On December 28, 2006, the Defendant entered Fred's pharmacy and handed the pharmacist a note in which the Defendant claimed to have a gun and demanded morphine. Again, the Defendant partially pulled a weapon from her purse, displaying the handle of a gun.

A Wilson County grand jury indicted the Defendant for one count of aggravated robbery for every victim present during each robbery, for a total of ten counts of aggravated robbery. The Defendant pled guilty to four counts of aggravated robbery and one count of robbery with the trial court to determine the length and manner of her sentence.

According to the Defendant's presentence investigation report, the Defendant was verbally and physically abused by her step-father. Her mother and step-father divorced when the Defendant was fifteen years old.
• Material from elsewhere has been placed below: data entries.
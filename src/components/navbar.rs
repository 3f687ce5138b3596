use web_sys::{MouseEvent, ScrollBehavior, ScrollIntoViewOptions};
use yew::prelude::*;

use crate::components::icons::{Icon, SvgIcon};
use crate::content;
use crate::state::MenuState;

/// Smooth-scrolls the viewport to the section carrying `id`. Unknown ids
/// are silently ignored; a missed scroll is not worth surfacing.
pub fn scroll_to_section(id: &str) {
    if let Some(document) = web_sys::window().and_then(|w| w.document()) {
        if let Some(element) = document.get_element_by_id(id) {
            let options = ScrollIntoViewOptions::new();
            options.set_behavior(ScrollBehavior::Smooth);
            element.scroll_into_view_with_scroll_into_view_options(&options);
        }
    }
}

#[derive(Properties, PartialEq)]
pub struct NavbarProps {
    pub on_get_started: Callback<()>,
}

#[function_component(Navbar)]
pub fn navbar(props: &NavbarProps) -> Html {
    let menu = use_state(MenuState::default);

    let toggle_menu = {
        let menu = menu.clone();
        Callback::from(move |e: MouseEvent| {
            e.prevent_default();
            let mut next = *menu;
            next.toggle();
            menu.set(next);
        })
    };

    // One handler per nav link: close the drawer first, then scroll. The
    // close happens even when the anchor is missing.
    let make_nav_onclick = {
        let menu = menu.clone();
        move |id: &'static str| {
            let menu = menu.clone();
            Callback::from(move |e: MouseEvent| {
                e.prevent_default();
                let mut next = *menu;
                next.close();
                menu.set(next);
                scroll_to_section(id);
            })
        }
    };

    let scroll_top = Callback::from(|_: MouseEvent| {
        if let Some(window) = web_sys::window() {
            window.scroll_to_with_x_and_y(0.0, 0.0);
        }
    });

    let open_booking = {
        let on_get_started = props.on_get_started.clone();
        Callback::from(move |_: MouseEvent| on_get_started.emit(()))
    };

    let open_booking_from_menu = {
        let menu = menu.clone();
        let on_get_started = props.on_get_started.clone();
        Callback::from(move |_: MouseEvent| {
            let mut next = *menu;
            next.close();
            menu.set(next);
            on_get_started.emit(());
        })
    };

    html! {
        <nav class="top-nav">
            <div class="nav-content">
                <div class="nav-logo" onclick={scroll_top}>
                    <div class="logo-mark"><div class="logo-pill"></div></div>
                    <span class="logo-word">{"Raft"}</span>
                </div>

                <div class="nav-links">
                    { for content::NAV_SECTIONS.iter().map(|&(label, id)| html! {
                        <button class="nav-link" onclick={make_nav_onclick(id)}>{ label }</button>
                    }) }
                </div>

                <div class="nav-actions">
                    <button class="nav-login">{"Log In"}</button>
                    <button class="nav-cta" onclick={open_booking}>
                        {"Get Started"}
                        <SvgIcon icon={Icon::ArrowRight} size={16} />
                    </button>
                </div>

                <button class="burger-menu" onclick={toggle_menu} aria-label="Menu">
                    if menu.is_open() {
                        <SvgIcon icon={Icon::Close} />
                    } else {
                        <SvgIcon icon={Icon::Menu} />
                    }
                </button>
            </div>

            if menu.is_open() {
                <div class="mobile-menu">
                    { for content::NAV_SECTIONS.iter().map(|&(label, id)| html! {
                        <button class="mobile-link" onclick={make_nav_onclick(id)}>{ label }</button>
                    }) }
                    <hr />
                    <button class="mobile-cta" onclick={open_booking_from_menu}>{"Get Started"}</button>
                </div>
            }
        </nav>
    }
}
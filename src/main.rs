use log::{info, Level};
use yew::prelude::*;

mod content;
mod state;

mod components {
    pub mod accordion;
    pub mod booking_modal;
    pub mod icons;
    pub mod navbar;
}

mod pages {
    pub mod landing;
}

use pages::landing::Landing;

#[function_component]
fn App() -> Html {
    html! {
        <Landing />
    }
}

fn main() {
    // Initialize console error panic hook for better error messages
    console_error_panic_hook::set_once();

    // Initialize logging
    console_log::init_with_level(Level::Info).expect("error initializing log");

    info!("Starting application");
    yew::Renderer::<App>::new().render();
}
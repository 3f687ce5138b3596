use web_sys::{MouseEvent, SubmitEvent};
use yew::prelude::*;

use crate::components::icons::{Icon, SvgIcon};
use crate::content;

#[derive(Properties, PartialEq)]
pub struct BookingModalProps {
    pub on_close: Callback<MouseEvent>,
}

#[function_component(BookingModal)]
pub fn booking_modal(props: &BookingModalProps) -> Html {
    // The form has no submission target; swallowing the event keeps the
    // browser from performing a native submit and reloading the page.
    let onsubmit = Callback::from(|e: SubmitEvent| e.prevent_default());

    html! {
        <div class="modal-layer">
            <div class="modal-backdrop" onclick={props.on_close.clone()}></div>
            <div class="modal-dialog">
                <button class="modal-close" onclick={props.on_close.clone()} aria-label="Close">
                    <SvgIcon icon={Icon::Close} size={20} />
                </button>
                <h3>{"Let's Talk"}</h3>
                <p class="modal-lead">
                    {"Fill out this quick form and a care coordinator will reach out within 2 hours."}
                </p>
                <form class="booking-form" onsubmit={onsubmit}>
                    <input type="text" placeholder="Your Name" />
                    <input type="email" placeholder="Email Address" />
                    <select>
                        { for content::CONSULTATION_TOPICS.iter().map(|topic| html! {
                            <option>{ *topic }</option>
                        }) }
                    </select>
                    <button type="submit" class="booking-submit">{"Request Consultation"}</button>
                </form>
            </div>
        </div>
    }
}
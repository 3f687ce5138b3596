//! Static page content. Everything here is rendered verbatim; none of it
//! carries behavior beyond being mapped into markup.

use crate::components::icons::Icon;

pub struct Service {
    pub icon: Icon,
    pub title: &'static str,
    pub blurb: &'static str,
}

pub struct ProcessStep {
    pub number: &'static str,
    pub title: &'static str,
    pub blurb: &'static str,
}

pub struct TeamMember {
    pub name: &'static str,
    pub role: &'static str,
    pub photo: &'static str,
}

pub struct FaqEntry {
    pub question: &'static str,
    pub answer: &'static str,
}

// Nav label and the id of the section it scrolls to.
pub const NAV_SECTIONS: &[(&str, &str)] = &[
    ("About", "about"),
    ("Services", "services"),
    ("Team", "team"),
    ("FAQ", "faq"),
];

pub const HERO_IMAGE_URL: &str =
    "https://i.pinimg.com/1200x/60/41/e7/6041e73b5114c7116fd8fe855a3689e6.jpg";
pub const ABOUT_IMAGE_URL: &str =
    "https://i.pinimg.com/736x/da/0c/09/da0c09a1b42e80d403a9d6613e195d5c.jpg";

pub const TRUSTED_BY: &[&str] = &[
    "Global Health",
    "Mindful Corp",
    "TechCare",
    "Wellness IO",
    "Balance Sheet",
    "Zenith",
    "Nova Care",
];

pub const MISSION_POINTS: &[&str] = &[
    "Compassion-first methodology",
    "Science-backed cognitive therapies",
    "Accessible from anywhere, anytime",
];

pub const SERVICES: &[Service] = &[
    Service {
        icon: Icon::Users,
        title: "Individual Therapy",
        blurb: "One-on-one sessions aimed at personal growth and healing.",
    },
    Service {
        icon: Icon::Heart,
        title: "Couples Counseling",
        blurb: "Navigate relationship dynamics with a neutral mediator.",
    },
    Service {
        icon: Icon::Shield,
        title: "Emergency Support",
        blurb: "Immediate resources when things feel overwhelming.",
    },
    Service {
        icon: Icon::Brain,
        title: "Psychiatry",
        blurb: "Medical medication management for chemical imbalances.",
    },
    Service {
        icon: Icon::Sparkles,
        title: "Group Workshops",
        blurb: "Learn coping mechanisms alongside peers.",
    },
    Service {
        icon: Icon::Play,
        title: "Digital Tools",
        blurb: "Access our library of meditations and journals.",
    },
];

pub const PROCESS_STEPS: &[ProcessStep] = &[
    ProcessStep {
        number: "01",
        title: "The Assessment",
        blurb: "Take a 5-minute quiz to help us understand your needs, preferences, and goals.",
    },
    ProcessStep {
        number: "02",
        title: "The Match",
        blurb: "Our algorithm pairs you with 3 therapists who fit your profile. You choose the vibe.",
    },
    ProcessStep {
        number: "03",
        title: "The Session",
        blurb: "Meet via video, audio, or text. Whatever makes you feel most safe.",
    },
];

pub const TEAM: &[TeamMember] = &[
    TeamMember {
        name: "Dr. Sarah Jenkins",
        role: "Clinical Psychologist",
        photo: "https://images.unsplash.com/photo-1573496359142-b8d87734a5a2?auto=format&fit=crop&q=80&w=400",
    },
    TeamMember {
        name: "Marc Thompson",
        role: "Family Therapist",
        photo: "https://images.unsplash.com/photo-1472099645785-5658abf4ff4e?auto=format&fit=crop&q=80&w=400",
    },
    TeamMember {
        name: "Elena Rodriguez",
        role: "Mindfulness Coach",
        photo: "https://images.unsplash.com/photo-1580489944761-15a19d654956?auto=format&fit=crop&q=80&w=400",
    },
];

// Index 0 is the entry that starts expanded.
pub const FAQS: &[FaqEntry] = &[
    FaqEntry {
        question: "Is Raft covered by insurance?",
        answer: "Yes, we accept most major insurance providers including Aetna, Cigna, and BlueCross. We also offer sliding scale options.",
    },
    FaqEntry {
        question: "Can I switch therapists if it's not a match?",
        answer: "Absolutely. The relationship is key. If you don't click, you can switch instantly via your dashboard, no awkward conversations needed.",
    },
    FaqEntry {
        question: "Is my data 100% private?",
        answer: "We are fully HIPAA compliant. Your sessions are encrypted and never recorded without explicit consent.",
    },
    FaqEntry {
        question: "How long are the sessions?",
        answer: "Standard sessions are 50 minutes, but we also offer 30-minute check-ins and 90-minute intensive sessions.",
    },
];

pub const CONSULTATION_TOPICS: &[&str] = &[
    "I'm feeling anxious",
    "I'm feeling depressed",
    "I need relationship advice",
    "Just need to talk",
];

pub const CONTACT_EMAIL: &str = "hello@raft.health";
pub const CONTACT_PHONE: &str = "+1 (555) 252-1234";
pub const CONTACT_ADDRESS: &str = "123 Wellness Blvd, NY";

#[cfg(test)]
mod tests {
    use super::*;

    #[test]
    fn test_nav_anchors_are_unique_lowercase_ids() {
        for (i, (label, id)) in NAV_SECTIONS.iter().enumerate() {
            assert!(!label.is_empty());
            assert!(!id.is_empty());
            assert_eq!(*id, id.to_lowercase());
            assert!(!id.contains(' '));
            for (other_label, other_id) in &NAV_SECTIONS[i + 1..] {
                assert_ne!(id, other_id, "{} and {} share an anchor", label, other_label);
            }
        }
    }

    #[test]
    fn test_service_grid_is_complete() {
        assert_eq!(SERVICES.len(), 6);
        for service in SERVICES {
            assert!(!service.title.is_empty());
            assert!(!service.blurb.is_empty());
        }
    }

    #[test]
    fn test_process_steps_are_sequential() {
        let numbers: Vec<&str> = PROCESS_STEPS.iter().map(|s| s.number).collect();
        assert_eq!(numbers, ["01", "02", "03"]);
    }

    #[test]
    fn test_team_photos_are_absolute_urls() {
        assert_eq!(TEAM.len(), 3);
        for member in TEAM {
            assert!(member.photo.starts_with("https://"), "{}", member.name);
        }
    }

    #[test]
    fn test_faq_has_an_entry_for_the_default_expansion() {
        // The accordion starts with index 0 expanded, so the table must
        // never be empty.
        assert!(!FAQS.is_empty());
        assert_eq!(FAQS.len(), 4);
        for entry in FAQS {
            assert!(!entry.question.is_empty());
            assert!(!entry.answer.is_empty());
        }
    }

    #[test]
    fn test_consultation_topics_present() {
        assert_eq!(CONSULTATION_TOPICS.len(), 4);
    }
}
The Defendant graduated from high school in 1986 and obtained her cosmetology license the following year. By age twenty, the Defendant was married to a physically abusive husband with whom she had two sons. The Defendant divorced her first husband, and she remarried in 1993.

The report indicated the Defendant experienced major depression, for which she received Social Security Income Disability payments from 2004 until her January 2008 incarceration. The Defendant's mother, father, aunts, uncles, and half-sisters have all experienced drug addiction. In 1999, at age thirty, the Defendant became addicted to various prescription painkillers such as Lortab and morphine. In 2000, she committed identity theft for which she received pre-trial diversion. That same year, the Defendant entered an in-patient drug rehabilitation program. Sometime after attending this in-patient program but before the crimes at issue, the Defendant entered another drug treatment program for an unspecified period of time. The Defendant reported only one period of employment on the presentence report: she worked for Hermitage Eye Care from June 2002 until she was fired in January 2003.

The presentence report indicates that the Defendant robbed several pharmacies in 2006 in Sumner County, as well. The Defendant was convicted of two counts of aggravated robbery and given a six-year sentence in the TDOC for these Sumner County pharmacies. The Defendant gave the following explanation of why she robbed pharmacies in 2006: "I became addicted to prescription pain killers sometime around 1999. This addiction continued until my arrest in December, 2006. During my addiction, I made the very bad decision to commit crimes to obtain pain killers." According to the Defendant, she has not used painkillers since she was arrested in December 2006 for robbing the Eckerd pharmacy. She completed an out-patient drug treatment program between January and March of 2007.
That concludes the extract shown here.